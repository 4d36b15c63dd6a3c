use std::sync::Arc;
use std::sync::atomic::{AtomicU64, Ordering};

use tokio::sync::{Notify, Semaphore};
use tracing::trace;

use super::errors::DownloadError;
use super::io_pool::BlockingPool;
use super::task::{ChunkClaim, DownloadTask};
use crate::fetch::ChunkFetch;

/// Everything a chunk-transfer unit needs besides its task.
pub(crate) struct TransferContext {
    pub(crate) fetcher: Arc<dyn ChunkFetch>,
    pub(crate) pool: BlockingPool,
    /// Caps concurrent wire calls, independently of the unit count.
    pub(crate) wire_permits: Semaphore,
    pub(crate) changed: Arc<Notify>,
    pub(crate) bytes_downloaded: AtomicU64,
}

impl TransferContext {
    pub(crate) fn new(fetcher: Arc<dyn ChunkFetch>, max_concurrent_downloads: usize) -> Self {
        let workers = max_concurrent_downloads.max(1);
        Self {
            fetcher,
            pool: BlockingPool::new(workers),
            wire_permits: Semaphore::new(workers),
            changed: Arc::new(Notify::new()),
            bytes_downloaded: AtomicU64::new(0),
        }
    }
}

/// Releases the unit's slot on the task however the unit ends, including
/// cancellation.
struct UnitGuard<'a> {
    task: &'a DownloadTask,
    changed: &'a Notify,
    offset: u64,
    settled: bool,
}

impl Drop for UnitGuard<'_> {
    fn drop(&mut self) {
        if !self.settled {
            self.task.mark_failed(self.offset);
        }
        self.task.release_unit();
        self.changed.notify_one();
    }
}

/// Transfers one chunk of `task`. A stale reference is absorbed here and
/// routes the task to renewal; other failures leave the offset in the
/// retry set and are returned for logging only.
pub(crate) async fn run(
    ctx: Arc<TransferContext>,
    task: Arc<DownloadTask>,
    claim: ChunkClaim,
) -> Result<(), DownloadError> {
    let offset = claim.offset();
    let mut guard = UnitGuard {
        task: &task,
        changed: &ctx.changed,
        offset,
        settled: false,
    };

    let result = match transfer(&ctx, &task, offset).await {
        Err(DownloadError::Fetch(err)) if err.is_stale() => {
            trace!(task = task.id(), offset, "content reference is stale");
            task.mark_stale(offset);
            Ok(())
        }
        Err(err) => {
            task.mark_failed(offset);
            Err(err)
        }
        Ok(()) => Ok(()),
    };
    guard.settled = true;
    drop(guard);
    result
}

async fn transfer(
    ctx: &TransferContext,
    task: &DownloadTask,
    offset: u64,
) -> Result<(), DownloadError> {
    let file = task.open_file(&ctx.pool).await?;
    if offset >= task.size() {
        return Ok(());
    }

    // Read under the task lock so a concurrent renewal is seen whole.
    let content_ref = task.content_ref();
    let mut data = {
        let _permit = ctx
            .wire_permits
            .acquire()
            .await
            .map_err(|_| DownloadError::Closed)?;
        ctx.fetcher.fetch(&content_ref, offset).await?
    };

    let remaining = task.size() - offset;
    if data.len() as u64 > remaining {
        data.truncate(remaining as usize);
    }
    let len = data.len() as u64;
    ctx.pool.write_at(file, offset, data).await?;
    task.record_written(len);
    ctx.bytes_downloaded.fetch_add(len, Ordering::Relaxed);
    trace!(task = task.id(), offset, len, "chunk written");
    Ok(())
}
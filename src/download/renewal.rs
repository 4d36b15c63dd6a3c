use std::collections::{BTreeMap, BTreeSet, HashMap};
use std::sync::Arc;
use std::time::Duration;

use tokio::sync::Notify;
use tokio::task::JoinHandle;
use tokio::time::Instant;
use tracing::{debug, warn};

use super::task::DownloadTask;
use crate::fetch::{OwnerId, ResolveReferences};

/// Tasks waiting for a fresh content reference.
///
/// A task sits in `pending` until a batch picks it up, then in `renewing`
/// until that batch finishes, so it is submitted at most once per batch.
pub(crate) struct RenewalQueue {
    pending: BTreeMap<u64, Arc<DownloadTask>>,
    renewing: HashMap<u64, Arc<DownloadTask>>,
    marked_at: Option<Instant>,
    in_flight: Option<JoinHandle<()>>,
    batch_limit: usize,
    debounce: Duration,
}

impl RenewalQueue {
    pub(crate) fn new(batch_limit: usize, debounce: Duration) -> Self {
        Self {
            pending: BTreeMap::new(),
            renewing: HashMap::new(),
            marked_at: None,
            in_flight: None,
            batch_limit: batch_limit.max(1),
            debounce,
        }
    }

    pub(crate) fn request(&mut self, task: &Arc<DownloadTask>) {
        if self.renewing.contains_key(&task.id()) || self.pending.contains_key(&task.id()) {
            return;
        }
        if self.pending.is_empty() {
            self.marked_at = Some(Instant::now());
        }
        self.pending.insert(task.id(), Arc::clone(task));
    }

    pub(crate) fn pending_len(&self) -> usize {
        self.pending.len()
    }

    pub(crate) fn is_idle(&self) -> bool {
        self.pending.is_empty() && self.renewing.is_empty() && self.in_flight.is_none()
    }

    pub(crate) fn is_due(&self) -> bool {
        if self.in_flight.is_some() || self.pending.is_empty() {
            return false;
        }
        if self.pending.len() >= self.batch_limit {
            return true;
        }
        self.marked_at
            .is_some_and(|marked| marked.elapsed() >= self.debounce)
    }

    /// Time left before the debounce fires, if anything is pending.
    pub(crate) fn until_due(&self) -> Option<Duration> {
        if self.in_flight.is_some() || self.pending.is_empty() {
            return None;
        }
        let marked = self.marked_at?;
        Some(self.debounce.saturating_sub(marked.elapsed()))
    }

    /// Moves up to `batch_limit` pending tasks into a background lookup.
    pub(crate) fn spawn(&mut self, resolver: Arc<dyn ResolveReferences>, changed: Arc<Notify>) {
        let mut batch = Vec::with_capacity(self.batch_limit.min(self.pending.len()));
        while batch.len() < self.batch_limit {
            let Some((id, task)) = self.pending.pop_first() else {
                break;
            };
            self.renewing.insert(id, Arc::clone(&task));
            batch.push(task);
        }
        self.marked_at = (!self.pending.is_empty()).then(Instant::now);
        debug!(
            batch = batch.len(),
            remaining = self.pending.len(),
            "starting reference renewal"
        );
        self.in_flight = Some(tokio::spawn(async move {
            run_batch(resolver.as_ref(), batch).await;
            changed.notify_one();
        }));
    }

    /// Collects a finished batch. Tasks the batch could not refresh still
    /// carry `needs_renewal` and are requested again by the next scan.
    pub(crate) fn reap(&mut self) {
        if self.in_flight.as_ref().is_some_and(JoinHandle::is_finished) {
            self.in_flight = None;
            self.renewing.clear();
        }
    }

    pub(crate) fn abort(&mut self) {
        if let Some(handle) = self.in_flight.take() {
            handle.abort();
        }
        self.renewing.clear();
        self.pending.clear();
        self.marked_at = None;
    }
}

pub(crate) async fn run_batch(resolver: &dyn ResolveReferences, batch: Vec<Arc<DownloadTask>>) {
    let mut by_owner: BTreeMap<OwnerId, Vec<Arc<DownloadTask>>> = BTreeMap::new();
    for task in batch {
        by_owner.entry(task.owner_id()).or_default().push(task);
    }
    let owners: Vec<OwnerId> = by_owner.keys().copied().collect();

    let resolved = match resolver.resolve(&owners).await {
        Ok(resolved) => resolved,
        Err(err) => {
            warn!(owners = owners.len(), error = %err, "reference renewal failed");
            return;
        }
    };

    let mut gone = BTreeSet::new();
    for (owner, tasks) in by_owner {
        let Some(resolution) = resolved.get(&owner) else {
            debug!(owner, "owner missing from renewal response");
            continue;
        };
        for task in tasks {
            match resolution.content_for(task.is_thumbnail()) {
                Some(content) => task.renew(content.clone()),
                None => {
                    task.force_complete();
                    gone.insert(owner);
                }
            }
        }
    }
    if !gone.is_empty() {
        warn!(owners = ?gone, "content no longer available; completing with partial data");
    }
}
-=-=-=-=-
Please repeat the whole listing above, keeping every line exactly as it reads.

repository 4d36b15c63dd6a3c
use std::sync::Arc;
use std::sync::atomic::{AtomicU64, Ordering};

use tokio::sync::{Notify, Semaphore};
use tracing::trace;

use super::errors::DownloadError;
use super::io_pool::BlockingPool;
use super::task::{ChunkClaim, DownloadTask};
use crate::fetch::ChunkFetch;

/// Everything a chunk-transfer unit needs besides its task.
pub(crate) struct TransferContext {
    pub(crate) fetcher: Arc<dyn ChunkFetch>,
    pub(crate) pool: BlockingPool,
    /// Caps concurrent wire calls, independently of the unit count.
    pub(crate) wire_permits: Semaphore,
    pub(crate) changed: Arc<Notify>,
    pub(crate) bytes_downloaded: AtomicU64,
}

impl TransferContext {
    pub(crate) fn new(fetcher: Arc<dyn ChunkFetch>, max_concurrent_downloads: usize) -> Self {
        let workers = max_concurrent_downloads.max(1);
        Self {
            fetcher,
            pool: BlockingPool::new(workers),
            wire_permits: Semaphore::new(workers),
            changed: Arc::new(Notify::new()),
            bytes_downloaded: AtomicU64::new(0),
        }
    }
}

/// Releases the unit's slot on the task however the unit ends, including
/// cancellation.
struct UnitGuard<'a> {
    task: &'a DownloadTask,
    changed: &'a Notify,
    offset: u64,
    settled: bool,
}

impl Drop for UnitGuard<'_> {
    fn drop(&mut self) {
        if !self.settled {
            self.task.mark_failed(self.offset);
        }
        self.task.release_unit();
        self.changed.notify_one();
    }
}

/// Transfers one chunk of `task`. A stale reference is absorbed here and
/// routes the task to renewal; other failures leave the offset in the
/// retry set and are returned for logging only.
pub(crate) async fn run(
    ctx: Arc<TransferContext>,
    task: Arc<DownloadTask>,
    claim: ChunkClaim,
) -> Result<(), DownloadError> {
    let offset = claim.offset();
    let mut guard = UnitGuard {
        task: &task,
        changed: &ctx.changed,
        offset,
        settled: false,
    };

    let result = match transfer(&ctx, &task, offset).await {
        Err(DownloadError::Fetch(err)) if err.is_stale() => {
            trace!(task = task.id(), offset, "content reference is stale");
            task.mark_stale(offset);
            Ok(())
        }
        Err(err) => {
            task.mark_failed(offset);
            Err(err)
        }
        Ok(()) => Ok(()),
    };
    guard.settled = true;
    drop(guard);
    result
}

async fn transfer(
    ctx: &TransferContext,
    task: &DownloadTask,
    offset: u64,
) -> Result<(), DownloadError> {
    let file = task.open_file(&ctx.pool).await?;
    if offset >= task.size() {
        return Ok(());
    }

    // Read under the task lock so a concurrent renewal is seen whole.
    let content_ref = task.content_ref();
    let mut data = {
        let _permit = ctx
            .wire_permits
            .acquire()
            .await
            .map_err(|_| DownloadError::Closed)?;
        ctx.fetcher.fetch(&content_ref, offset).await?
    };

    let remaining = task.size() - offset;
    if data.len() as u64 > remaining {
        data.truncate(remaining as usize);
    }
    let len = data.len() as u64;
    ctx.pool.write_at(file, offset, data).await?;
    task.record_written(len);
    ctx.bytes_downloaded.fetch_add(len, Ordering::Relaxed);
    trace!(task = task.id(), offset, len, "chunk written");
    Ok(())
}
filename src/download/renewal.rs
repository 4d36b15c63dd6a3c
use std::collections::{BTreeMap, BTreeSet, HashMap};
use std::sync::Arc;
use std::time::Duration;

use tokio::sync::Notify;
use tokio::task::JoinHandle;
use tokio::time::Instant;
use tracing::{debug, warn};

use super::task::DownloadTask;
use crate::fetch::{OwnerId, ResolveReferences};

/// Tasks waiting for a fresh content reference.
///
/// A task sits in `pending` until a batch picks it up, then in `renewing`
/// until that batch finishes, so it is submitted at most once per batch.
pub(crate) struct RenewalQueue {
    pending: BTreeMap<u64, Arc<DownloadTask>>,
    renewing: HashMap<u64, Arc<DownloadTask>>,
    marked_at: Option<Instant>,
    in_flight: Option<JoinHandle<()>>,
    batch_limit: usize,
    debounce: Duration,
}

impl RenewalQueue {
    pub(crate) fn new(batch_limit: usize, debounce: Duration) -> Self {
        Self {
            pending: BTreeMap::new(),
            renewing: HashMap::new(),
            marked_at: None,
            in_flight: None,
            batch_limit: batch_limit.max(1),
            debounce,
        }
    }

    pub(crate) fn request(&mut self, task: &Arc<DownloadTask>) {
        if self.renewing.contains_key(&task.id()) || self.pending.contains_key(&task.id()) {
            return;
        }
        if self.pending.is_empty() {
            self.marked_at = Some(Instant::now());
        }
        self.pending.insert(task.id(), Arc::clone(task));
    }

    pub(crate) fn pending_len(&self) -> usize {
        self.pending.len()
    }

    pub(crate) fn is_idle(&self) -> bool {
        self.pending.is_empty() && self.renewing.is_empty() && self.in_flight.is_none()
    }

    pub(crate) fn is_due(&self) -> bool {
        if self.in_flight.is_some() || self.pending.is_empty() {
            return false;
        }
        if self.pending.len() >= self.batch_limit {
            return true;
        }
        self.marked_at
            .is_some_and(|marked| marked.elapsed() >= self.debounce)
    }

    /// Time left before the debounce fires, if anything is pending.
    pub(crate) fn until_due(&self) -> Option<Duration> {
        if self.in_flight.is_some() || self.pending.is_empty() {
            return None;
        }
        let marked = self.marked_at?;
        Some(self.debounce.saturating_sub(marked.elapsed()))
    }

    /// Moves up to `batch_limit` pending tasks into a background lookup.
    pub(crate) fn spawn(&mut self, resolver: Arc<dyn ResolveReferences>, changed: Arc<Notify>) {
        let mut batch = Vec::with_capacity(self.batch_limit.min(self.pending.len()));
        while batch.len() < self.batch_limit {
            let Some((id, task)) = self.pending.pop_first() else {
                break;
            };
            self.renewing.insert(id, Arc::clone(&task));
            batch.push(task);
        }
        self.marked_at = (!self.pending.is_empty()).then(Instant::now);
        debug!(
            batch = batch.len(),
            remaining = self.pending.len(),
            "starting reference renewal"
        );
        self.in_flight = Some(tokio::spawn(async move {
            run_batch(resolver.as_ref(), batch).await;
            changed.notify_one();
        }));
    }

    /// Collects a finished batch. Tasks the batch could not refresh still
    /// carry `needs_renewal` and are requested again by the next scan.
    pub(crate) fn reap(&mut self) {
        if self.in_flight.as_ref().is_some_and(JoinHandle::is_finished) {
            self.in_flight = None;
            self.renewing.clear();
        }
    }

    pub(crate) fn abort(&mut self) {
        if let Some(handle) = self.in_flight.take() {
            handle.abort();
        }
        self.renewing.clear();
        self.pending.clear();
        self.marked_at = None;
    }
}

pub(crate) async fn run_batch(resolver: &dyn ResolveReferences, batch: Vec<Arc<DownloadTask>>) {
    let mut by_owner: BTreeMap<OwnerId, Vec<Arc<DownloadTask>>> = BTreeMap::new();
    for task in batch {
        by_owner.entry(task.owner_id()).or_default().push(task);
    }
    let owners: Vec<OwnerId> = by_owner.keys().copied().collect();

    let resolved = match resolver.resolve(&owners).await {
        Ok(resolved) => resolved,
        Err(err) => {
            warn!(owners = owners.len(), error = %err, "reference renewal failed");
            return;
        }
    };

    let mut gone = BTreeSet::new();
    for (owner, tasks) in by_owner {
        let Some(resolution) = resolved.get(&owner) else {
            debug!(owner, "owner missing from renewal response");
            continue;
        };
        for task in tasks {
            match resolution.content_for(task.is_thumbnail()) {
                Some(content) => task.renew(content.clone()),
                None => {
                    task.force_complete();
                    gone.insert(owner);
                }
            }
        }
    }
    if !gone.is_empty() {
        warn!(owners = ?gone, "content no longer available; completing with partial data");
    }
}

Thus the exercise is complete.